The goal is to simulate chemical systems on quantum computers (or simulator) by embedding them in a polarizable environment. In this tutorial, we will use CUDA-Q to implemnet the QM/MM framework and the CUDA-Q GPU accelerated simulator for running the simulation.
Key concepts:¶
1- Variational Quantum Eigensolver (VQE) - A quantum algorithm that estimates the ground state energy of a molecule. - It uses a parameterized quantum circuit (ansatz) and a classical optimizer to minimize the energy expectation value. - In this tutorial, we employ VQE with UCCSD ansatz for the quantum part. However, user should be able to replace the VQE and the ansatz with other quantum algorithm.

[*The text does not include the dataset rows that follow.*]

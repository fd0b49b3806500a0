//! Client assembly
//!
//! Wires one session into every component that needs it.

use std::sync::Arc;

use tokio::task::JoinHandle;

use crate::cart::CartManager;
use crate::checkout::CheckoutOrchestrator;
use crate::fulfillment::OrderStatusCoordinator;
use crate::notification::{ChannelConnector, NotificationChannel, WsConnector};
use crate::service::OrderService;
use crate::session::SessionContext;
use crate::{ClientConfig, ClientResult, HttpClient};

/// Components sharing one session
///
/// # Example
///
/// ```no_run
/// use harvest_client::{ClientConfig, HarvestClient};
///
/// # async fn run() -> harvest_client::ClientResult<()> {
/// let client = HarvestClient::connect(&ClientConfig::from_env())?;
/// let _follow = client.follow_session();
/// if let Some(http) = client.http() {
///     http.login("bea@example.com", "secret").await?;
/// }
/// client.cart().fetch().await?;
/// # Ok(())
/// # }
/// ```
pub struct HarvestClient {
    session: SessionContext,
    http: Option<HttpClient>,
    cart: Arc<CartManager>,
    checkout: CheckoutOrchestrator,
    fulfillment: OrderStatusCoordinator,
    notifications: NotificationChannel,
}

impl HarvestClient {
    /// Talk to the service over HTTP and WebSocket
    pub fn connect(config: &ClientConfig) -> ClientResult<Self> {
        let session = config.build_session();
        let http = config.build_http_client(session.clone())?;
        let connector = Arc::new(WsConnector::new(config.resolved_socket_url()?));
        let mut client = Self::with_parts(config, session, Arc::new(http.clone()), connector);
        client.http = Some(http);
        Ok(client)
    }

    /// Assemble around any service and channel connector
    pub fn with_parts(
        config: &ClientConfig,
        session: SessionContext,
        service: Arc<dyn OrderService>,
        connector: Arc<dyn ChannelConnector>,
    ) -> Self {
        let cart = Arc::new(CartManager::new(session.clone(), service.clone()));
        let checkout = CheckoutOrchestrator::new(
            session.clone(),
            service.clone(),
            cart.clone(),
            config.checkout.clone(),
        );
        let fulfillment = OrderStatusCoordinator::new(session.clone(), service);
        let notifications = NotificationChannel::new(connector, config.notification.clone());
        Self {
            session,
            http: None,
            cart,
            checkout,
            fulfillment,
            notifications,
        }
    }

    pub fn session(&self) -> &SessionContext {
        &self.session
    }

    /// REST client; `None` when assembled around another service
    pub fn http(&self) -> Option<&HttpClient> {
        self.http.as_ref()
    }

    pub fn cart(&self) -> &CartManager {
        &self.cart
    }

    pub fn checkout(&self) -> &CheckoutOrchestrator {
        &self.checkout
    }

    pub fn fulfillment(&self) -> &OrderStatusCoordinator {
        &self.fulfillment
    }

    pub fn notifications(&self) -> &NotificationChannel {
        &self.notifications
    }

    /// Keep the notification channel bound to the session's user
    pub fn follow_session(&self) -> JoinHandle<()> {
        self.notifications.follow_session(&self.session)
    }
}
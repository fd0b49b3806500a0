//! Harvest Mock - in-process stand-ins for the marketplace service
//!
//! [`InMemoryMarket`] implements the client's `OrderService` with the
//! service's rules; [`MemoryHub`] is the realtime server behind it. Used by
//! the client's integration tests and demos, never shipped with the client.

pub mod hub;
pub mod market;

pub use hub::{MemoryConnector, MemoryHub, MemoryTransport};
pub use market::InMemoryMarket;
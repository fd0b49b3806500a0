//! Unified error system
//!
//! - [`ErrorCode`]: Standardized error codes for all error types
//! - [`ErrorCategory`]: Classification of errors by domain
//! - [`AppError`]: Rich error type with codes, messages, and details
//!
//! # Error Code Ranges
//!
//! - 0xxx: General errors
//! - 1xxx: Authentication errors
//! - 2xxx: Permission errors
//! - 3xxx: Cart errors
//! - 4xxx: Order errors
//! - 5xxx: Payment errors
//! - 6xxx: Product errors
//! - 7xxx: Notification channel errors
//! - 9xxx: System errors
//!
//! # Example
//!
//! ```
//! use shared::error::{AppError, ErrorCode};
//!
//! let err = AppError::new(ErrorCode::CartEmpty);
//! assert_eq!(err.code.code(), 3001);
//!
//! let err = AppError::validation("Cart item has no product")
//!     .with_detail("cart_item_id", "c-1");
//! assert!(err.detail("cart_item_id").is_some());
//! ```

mod category;
mod codes;
mod http;
mod types;

pub use category::ErrorCategory;
pub use codes::{ErrorCode, InvalidErrorCode};
pub use types::{AppError, AppResult};
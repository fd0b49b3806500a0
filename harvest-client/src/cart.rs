//! Cart Manager
//!
//! Keeps a cached copy of the buyer's cart. Every mutation is followed by an
//! authoritative fetch; the cache is never patched with predicted state.
//! The cache belongs to the user it was fetched for: once the session user
//! changes (sign-out, rejected token, another sign-in) it reads as empty.

use std::sync::Arc;

use parking_lot::RwLock;
use rust_decimal::Decimal;
use shared::error::{AppError, ErrorCode};
use shared::models::{AddCartItem, CartItem, CartSnapshot, money};
use tokio::sync::Mutex;

use crate::ClientResult;
use crate::service::OrderService;
use crate::session::SessionContext;

/// Snapshot tagged with the user it was fetched for
#[derive(Default)]
struct CachedCart {
    owner: Option<String>,
    snapshot: CartSnapshot,
}

pub struct CartManager {
    session: SessionContext,
    service: Arc<dyn OrderService>,
    cache: RwLock<CachedCart>,
    /// Serializes mutate-then-fetch sequences so an older fetch never lands last
    ops: Mutex<()>,
}

impl CartManager {
    pub fn new(session: SessionContext, service: Arc<dyn OrderService>) -> Self {
        Self {
            session,
            service,
            cache: RwLock::new(CachedCart::default()),
            ops: Mutex::new(()),
        }
    }

    /// Cached cart of the signed-in user; empty for anybody else
    pub fn snapshot(&self) -> CartSnapshot {
        let user_id = self.session.user_id();
        let cache = self.cache.read();
        if user_id.is_some() && cache.owner == user_id {
            cache.snapshot.clone()
        } else {
            CartSnapshot::default()
        }
    }

    pub fn items(&self) -> Vec<CartItem> {
        self.snapshot().items().to_vec()
    }

    /// Σ subtotals of the cached items
    pub fn total(&self) -> Decimal {
        self.snapshot().total()
    }

    pub fn is_empty(&self) -> bool {
        self.snapshot().is_empty()
    }

    /// Replace the cache with the server's cart
    ///
    /// On failure the previous cache stays as it was.
    pub async fn fetch(&self) -> ClientResult<CartSnapshot> {
        let _op = self.ops.lock().await;
        self.fetch_locked().await
    }

    async fn fetch_locked(&self) -> ClientResult<CartSnapshot> {
        let owner = self.session.user_id();
        let cart = self.service.get_cart().await?;
        let reported_total = cart.total;
        let snapshot = CartSnapshot::from(cart);

        if !money::approx_eq(snapshot.total(), reported_total) {
            tracing::warn!(
                reported = %reported_total,
                computed = %snapshot.total(),
                "Cart total reported by service disagrees with its items"
            );
        }

        if self.session.user_id() != owner {
            tracing::debug!("Session changed during cart fetch, result not cached");
            return Ok(snapshot);
        }
        *self.cache.write() = CachedCart {
            owner,
            snapshot: snapshot.clone(),
        };
        tracing::debug!(items = snapshot.len(), total = %snapshot.total(), "Cart refreshed");
        Ok(snapshot)
    }

    /// Add `quantity` of a product, merging with an existing line
    pub async fn add(&self, product_id: &str, quantity: u32) -> ClientResult<CartSnapshot> {
        if quantity == 0 {
            return Err(AppError::new(ErrorCode::InvalidQuantity)
                .with_detail("product_id", product_id)
                .into());
        }
        let _op = self.ops.lock().await;
        self.service
            .add_to_cart(&AddCartItem {
                product_id: product_id.to_string(),
                quantity,
            })
            .await?;
        self.fetch_locked().await
    }

    /// Set a line's quantity; anything below 1 removes the line
    pub async fn set_quantity(&self, item_id: &str, quantity: i64) -> ClientResult<CartSnapshot> {
        if quantity < 1 {
            return self.remove(item_id).await;
        }
        let quantity = u32::try_from(quantity).map_err(|_| {
            AppError::new(ErrorCode::InvalidQuantity)
                .with_detail("cart_item_id", item_id)
                .with_detail("quantity", quantity)
        })?;
        let _op = self.ops.lock().await;
        self.service.update_cart_item(item_id, quantity).await?;
        self.fetch_locked().await
    }

    pub async fn remove(&self, item_id: &str) -> ClientResult<CartSnapshot> {
        let _op = self.ops.lock().await;
        self.service.remove_cart_item(item_id).await?;
        self.fetch_locked().await
    }

    /// Empty the cart; the local cache is reset without a fetch
    pub async fn clear(&self) -> ClientResult<()> {
        let _op = self.ops.lock().await;
        self.service.clear_cart().await?;
        self.reset();
        Ok(())
    }

    /// Drop the cached cart without contacting the service
    pub(crate) fn reset(&self) {
        *self.cache.write() = CachedCart::default();
    }
}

2- Self-Consistent Field (SCF) - A method where the solution (e.g., molecular orbitals) is updated iteratively until convergence. - In this context, SCF is used to update the embedding potential based on the quantum system’s density.

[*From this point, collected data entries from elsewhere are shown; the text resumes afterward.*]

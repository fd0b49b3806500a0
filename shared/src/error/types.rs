//! Structured application error

use super::codes::ErrorCode;
use http::StatusCode;
use serde_json::Value;
use std::collections::HashMap;
use thiserror::Error;

/// Application error with structured error code and details
///
/// Raised by pure validation in this crate (status transitions, checkout
/// preconditions) and carried unchanged through the client error type.
#[derive(Debug, Clone, PartialEq, Error)]
#[error("{message}")]
pub struct AppError {
    /// The error code identifying the type of error
    pub code: ErrorCode,
    /// Human-readable error message
    pub message: String,
    /// Optional additional details (offending ids, current status, ...)
    pub details: Option<HashMap<String, Value>>,
}

impl AppError {
    /// Create a new error with the default message for the error code
    pub fn new(code: ErrorCode) -> Self {
        Self {
            message: code.message().to_string(),
            code,
            details: None,
        }
    }

    /// Create a new error with a custom message
    pub fn with_message(code: ErrorCode, message: impl Into<String>) -> Self {
        Self {
            code,
            message: message.into(),
            details: None,
        }
    }

    /// Add a detail entry to this error
    pub fn with_detail(mut self, key: impl Into<String>, value: impl Into<Value>) -> Self {
        self.details
            .get_or_insert_with(HashMap::new)
            .insert(key.into(), value.into());
        self
    }

    /// Look up a detail entry
    pub fn detail(&self, key: &str) -> Option<&Value> {
        self.details.as_ref().and_then(|d| d.get(key))
    }

    /// Get the HTTP status code for this error
    pub fn http_status(&self) -> StatusCode {
        self.code.http_status()
    }

    // ==================== Convenience constructors ====================

    /// Create a validation error
    pub fn validation(msg: impl Into<String>) -> Self {
        Self::with_message(ErrorCode::ValidationFailed, msg)
    }

    /// Create a not found error
    pub fn not_found(resource: impl Into<String>) -> Self {
        let r = resource.into();
        Self::with_message(ErrorCode::NotFound, format!("{} not found", r))
            .with_detail("resource", r)
    }

    /// Create a not authenticated error
    pub fn not_authenticated() -> Self {
        Self::new(ErrorCode::NotAuthenticated)
    }

    /// Create a permission denied error
    pub fn permission_denied(msg: impl Into<String>) -> Self {
        Self::with_message(ErrorCode::PermissionDenied, msg)
    }

    /// Create a role required error
    pub fn role_required(required: impl Into<String>, actual: impl Into<String>) -> Self {
        let required = required.into();
        let actual = actual.into();
        Self::with_message(
            ErrorCode::RoleRequired,
            format!("Role '{}' required, session has '{}'", required, actual),
        )
        .with_detail("required", required)
        .with_detail("actual", actual)
    }

    /// Create an internal error
    pub fn internal(msg: impl Into<String>) -> Self {
        Self::with_message(ErrorCode::InternalError, msg)
    }
}

/// Type alias for Result with AppError
pub type AppResult<T> = Result<T, AppError>;

#[cfg(test)]
mod tests {
    use super::*;

    #[test]
    fn test_app_error_new() {
        let err = AppError::new(ErrorCode::CartEmpty);
        assert_eq!(err.code, ErrorCode::CartEmpty);
        assert_eq!(err.message, "Cart is empty");
        assert!(err.details.is_none());
    }

    #[test]
    fn test_app_error_with_detail() {
        let err = AppError::validation("Missing product")
            .with_detail("cart_item_id", "c1")
            .with_detail("product_id", "p9");

        assert_eq!(err.code, ErrorCode::ValidationFailed);
        assert_eq!(err.detail("cart_item_id").unwrap(), "c1");
        assert_eq!(err.detail("product_id").unwrap(), "p9");
        assert!(err.detail("other").is_none());
    }

    #[test]
    fn test_convenience_constructors() {
        let err = AppError::not_found("Order");
        assert_eq!(err.code, ErrorCode::NotFound);
        assert_eq!(err.message, "Order not found");

        let err = AppError::role_required("farmer", "buyer");
        assert_eq!(err.code, ErrorCode::RoleRequired);
        assert_eq!(err.detail("required").unwrap(), "farmer");
        assert_eq!(err.http_status(), StatusCode::FORBIDDEN);
    }

    #[test]
    fn test_display_is_message() {
        let err = AppError::with_message(ErrorCode::OrderNotFound, "Order o-1 not found");
        assert_eq!(format!("{}", err), "Order o-1 not found");
    }
}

3- Polarizable Embedding (PE) - Models the environment as a set of polarizable sites that respond to the quantum system’s electric field. - The environment affects the quantum system, and vice versa, requiring mutual polarization.
PE-VQE-SCF Algorithm Steps¶
Step 1: Initialize (Classical pre-processing)¶
Define the quantum region (e.g., a molecule) and the classical environment (e.g., solvent).
Set up the PE parameters (multipoles, polarizabilities).
Step 2: Build the Hamiltonian¶
Construct the PE-augmented Hamiltonian that includes the molecular Hamiltonian and the interaction with the polarizable environment.
Step 3: Run VQE¶
Use a quantum computer (or simulator) to estimate the ground state energy of the system using VQE.
The quantum circuit prepares a trial wavefunction, and the classical optimizer adjusts parameters to minimize energy.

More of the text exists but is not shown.